De vez en cuando los ríos de la Sabana olvidan esa obediencia sinuosa que los obliga a los recodos. Y se pierde el paisaje de los árboles que rayan la corriente con una rama encorvada desde la orilla. Ahora todo es un pozo pardo, una ciénaga presuntuosa que no luce bien sobre una llanura encumbrada.
Parece que algún ocioso hubiera inclinado el plano de la Sabana a lado y lado para sacar de curso al río y fastidiar a las vacas, a los caballos de la policía que pastan en los alrededores, a los aviones que aterrizan sobre la pista en los potreros al occidente de Bogotá, en el aeropuerto Eldorado.
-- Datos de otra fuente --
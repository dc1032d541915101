//! Hub - a named registry of interfaces admitted into the pipeline
//!
//! A hub never runs anything itself. It records which interfaces are
//! scheduled, which have completed and in what order they completed.
//!
//! ```text
//! slots:       [ hydro (Completed) | elec (Completed) | moorings (Scheduled) ]
//! completion:  [ hydro, elec ]
//! next:        moorings            (ordered hubs only complete this one)
//! ```

use crate::config::HubDefinition;
use crate::error::{Error, Result};
use serde::{Deserialize, Serialize};
use tracing::debug;

/// Ordering discipline of a hub
#[derive(Debug, Clone, Copy, PartialEq, Eq, Hash, Serialize, Deserialize)]
pub enum HubKind {
    /// Interfaces complete strictly in slot order ("Pipeline")
    Ordered,
    /// Any scheduled interface may complete ("Hub")
    Unordered,
}

impl HubKind {
    /// Parse a hub type tag as it appears in hub definitions
    pub fn from_tag(tag: &str) -> Option<Self> {
        match tag {
            "Pipeline" => Some(HubKind::Ordered),
            "Hub" => Some(HubKind::Unordered),
            _ => None,
        }
    }

    /// Get the hub type tag
    pub fn tag(&self) -> &'static str {
        match self {
            HubKind::Ordered => "Pipeline",
            HubKind::Unordered => "Hub",
        }
    }
}

/// Status of an interface held in a hub
#[derive(Debug, Clone, Copy, PartialEq, Eq, Hash, Serialize, Deserialize)]
pub enum SlotStatus {
    Scheduled,
    Completed,
}

/// One interface admitted into a hub
#[derive(Debug, Clone, PartialEq, Eq, Serialize, Deserialize)]
pub struct InterfaceSlot {
    pub interface_id: String,
    pub status: SlotStatus,
}

/// A named, ordered registry of interfaces
#[derive(Debug, Clone, PartialEq, Serialize, Deserialize)]
pub struct Hub {
    id: String,
    kind: HubKind,
    interface_kind: String,
    force_completed: bool,
    no_complete: bool,
    force_unavailable: Vec<String>,
    slots: Vec<InterfaceSlot>,
    completion_order: Vec<String>,
}

impl Hub {
    /// Create an empty hub
    pub fn new(id: impl Into<String>, kind: HubKind, interface_kind: impl Into<String>) -> Self {
        Self {
            id: id.into(),
            kind,
            interface_kind: interface_kind.into(),
            force_completed: false,
            no_complete: false,
            force_unavailable: Vec::new(),
            slots: Vec::new(),
            completion_order: Vec::new(),
        }
    }

    /// Create a hub from its definition
    ///
    /// The type tag has already been parsed into `kind` by the caller.
    pub fn from_definition(definition: &HubDefinition, kind: HubKind) -> Self {
        Self::new(&definition.name, kind, &definition.interface)
            .with_no_complete(definition.no_complete)
            .with_force_unavailable(definition.force_unavailable.clone().unwrap_or_default())
    }

    /// Builder-style setter for the no-complete flag
    pub fn with_no_complete(mut self, no_complete: bool) -> Self {
        self.no_complete = no_complete;
        self
    }

    /// Builder-style setter for the hubs whose pending outputs are unavailable here
    pub fn with_force_unavailable(mut self, hub_ids: Vec<String>) -> Self {
        self.force_unavailable = hub_ids;
        self
    }

    /// Get the hub id
    pub fn id(&self) -> &str {
        &self.id
    }

    /// Get the hub kind
    pub fn kind(&self) -> HubKind {
        self.kind
    }

    /// Get the interface kind this hub draws from
    pub fn interface_kind(&self) -> &str {
        &self.interface_kind
    }

    /// Check if every input of this hub is forced unavailable
    pub fn force_completed(&self) -> bool {
        self.force_completed
    }

    /// Set the force-completed flag
    pub fn set_force_completed(&mut self, force_completed: bool) {
        self.force_completed = force_completed;
    }

    /// Check if completion is a no-op for this hub
    pub fn no_complete(&self) -> bool {
        self.no_complete
    }

    /// Get the hubs whose scheduled outputs are unavailable to this hub
    pub fn force_unavailable(&self) -> &[String] {
        &self.force_unavailable
    }

    /// Get the slots in scheduling order
    pub fn slots(&self) -> &[InterfaceSlot] {
        &self.slots
    }

    /// Check if the interface has been sequenced, completed or not
    pub fn has_interface(&self, interface_id: &str) -> bool {
        self.position(interface_id).is_some()
    }

    /// Append an interface as scheduled
    pub fn sequence(&mut self, interface_id: impl Into<String>) -> Result<()> {
        let interface_id = interface_id.into();
        if self.has_interface(&interface_id) {
            return Err(Error::DuplicateInterface {
                hub: self.id.clone(),
                interface: interface_id,
            });
        }

        debug!(hub = %self.id, interface = %interface_id, "sequencing interface");
        self.slots.push(InterfaceSlot {
            interface_id,
            status: SlotStatus::Scheduled,
        });
        Ok(())
    }

    /// Interface ids in slot order
    pub fn sequenced_ids(&self) -> Vec<&str> {
        self.slots.iter().map(|s| s.interface_id.as_str()).collect()
    }

    /// Scheduled (not completed) interface ids in slot order
    pub fn scheduled_ids(&self) -> Vec<&str> {
        self.slots
            .iter()
            .filter(|s| s.status == SlotStatus::Scheduled)
            .map(|s| s.interface_id.as_str())
            .collect()
    }

    /// Completed interface ids in completion order
    pub fn completed_ids(&self) -> Vec<&str> {
        self.completion_order.iter().map(String::as_str).collect()
    }

    /// Check if any interface is still scheduled
    pub fn any_scheduled(&self) -> bool {
        self.slots.iter().any(|s| s.status == SlotStatus::Scheduled)
    }

    /// First scheduled interface in slot order
    pub fn next_scheduled(&self) -> Option<&str> {
        self.slots
            .iter()
            .find(|s| s.status == SlotStatus::Scheduled)
            .map(|s| s.interface_id.as_str())
    }

    /// Most recently completed interface
    pub fn last_completed(&self) -> Option<&str> {
        self.completion_order.last().map(String::as_str)
    }

    /// Check if the interface has completed
    pub fn is_completed(&self, interface_id: &str) -> bool {
        self.slots
            .iter()
            .any(|s| s.interface_id == interface_id && s.status == SlotStatus::Completed)
    }

    /// Check that the interface may be completed now, without changing anything
    pub fn check_completable(&self, interface_id: &str) -> Result<()> {
        let scheduled = self
            .slots
            .iter()
            .any(|s| s.interface_id == interface_id && s.status == SlotStatus::Scheduled);
        if !scheduled {
            return Err(Error::InterfaceNotScheduled {
                hub: self.id.clone(),
                interface: interface_id.to_string(),
            });
        }

        if self.kind == HubKind::Ordered && self.next_scheduled() != Some(interface_id) {
            return Err(Error::NotNextInPipeline {
                hub: self.id.clone(),
                interface: interface_id.to_string(),
            });
        }

        Ok(())
    }

    /// Transition a slot from scheduled to completed
    ///
    /// A no-complete hub validates the request but keeps the slot scheduled.
    pub fn set_completed(&mut self, interface_id: &str) -> Result<()> {
        self.check_completable(interface_id)?;

        if self.no_complete {
            debug!(hub = %self.id, interface = %interface_id, "completion suppressed");
            return Ok(());
        }

        if let Some(slot) = self
            .slots
            .iter_mut()
            .find(|s| s.interface_id == interface_id)
        {
            slot.status = SlotStatus::Completed;
        }
        self.completion_order.push(interface_id.to_string());
        debug!(hub = %self.id, interface = %interface_id, "interface completed");
        Ok(())
    }

    /// Remove the interface and every slot after it
    ///
    /// Returns the number of slots removed.
    pub fn truncate_from(&mut self, interface_id: &str) -> Result<usize> {
        let position = self
            .position(interface_id)
            .ok_or_else(|| Error::InterfaceNotScheduled {
                hub: self.id.clone(),
                interface: interface_id.to_string(),
            })?;

        let removed: Vec<InterfaceSlot> = self.slots.drain(position..).collect();
        self.completion_order
            .retain(|id| !removed.iter().any(|s| &s.interface_id == id));

        debug!(hub = %self.id, interface = %interface_id, removed = removed.len(), "truncating hub");
        Ok(removed.len())
    }

    /// Remove every slot
    pub fn reset(&mut self) {
        debug!(hub = %self.id, "resetting hub");
        self.slots.clear();
        self.completion_order.clear();
    }

    /// Scheduled interfaces that precede the interface in an ordered hub
    ///
    /// Empty for unordered hubs and for interfaces that are not scheduled.
    pub fn preceding_scheduled(&self, interface_id: &str) -> Vec<&str> {
        if self.kind == HubKind::Unordered {
            return Vec::new();
        }

        let scheduled = self.scheduled_ids();
        match scheduled.iter().position(|id| *id == interface_id) {
            Some(index) => scheduled[..index].to_vec(),
            None => Vec::new(),
        }
    }

    fn position(&self, interface_id: &str) -> Option<usize> {
        self.slots.iter().position(|s| s.interface_id == interface_id)
    }
}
Hace 100 años, según cálculos a mano alzada, el pintor Roberto Páramo miraba ese mismo paisaje desde algún altillo cercano. Inundación en Fontibón es el título de dos óleos de buen tamaño, sin fecha y con una vista singular sobre la principal protagonista de sus cerca de 5.000 obras: "el alma melancólica de la gran llanura".
Páramo fue uno de los encargados de sacar la pintura colombiana de las iglesias y los palacios de gobierno. El ojo deslumbrado de los diplomáticos europeos les señaló los prodigios a los jóvenes pintores que no veían más allá de las láminas recién llegadas de los museos. A mediados del siglo XIX, los encargados de negocios de Francia e Inglaterra fueron pioneros en el viejo truco de sacar el caballete a la intemperie. Luego vendrían los pintores de la Comisión Corográfica que recorrieron el país con un atado de pinceles y una idea de Humboldt bajo el brazo: "la unión de ciencia y arte para el registro de la verdad".
Cuando llegó el siglo XX ya el paisaje era una obligación. En 1910, en la exposición del centenario en la capital, la mitad de las obras expuestas eran cuadros de la naturaleza. Y la Sabana de Bogotá era la más gris e inspiradora de las soledades: sombría para los románticos, luminosa para los recién convertidos al impresionismo, salpicada de ladrilleras y caminos de mulas para quienes necesitaban algo de color local.
Roberto Páramo fue uno de los pocos artistas de la época que no se embarcó rumbo a Europa. Dedicó sus caminatas y sus miradas a los alrededores de Bogotá y Tenjo, donde había nacido su esposa. Y llegó hasta Choachí, Sogamoso y Gigante en el Huila, donde un hijo lo llevó a conocer el calor.
Hace unas semanas los habitantes de Fontibón, Engativá y Kennedy protestaban por las inundaciones que cubrieron sus garajes y rebosaron el alcantarillado. Luego de la arremetida el agua estancada duplicó la imagen de los edificios hundidos. Las fotos en la primera página de los periódicos, tomadas desde los helicópteros, buscan encontrar la huella perdida del río, ordenar ese estanque sucio y desmañado. Sería imposible que a ras de agua alguien llamara paisaje al desastre.
Luego de ver sus dos inundaciones en Fontibón queda una certeza: todo tiempo pasado fue mejor… al menos para los extintos pintores de caballete al aire libre.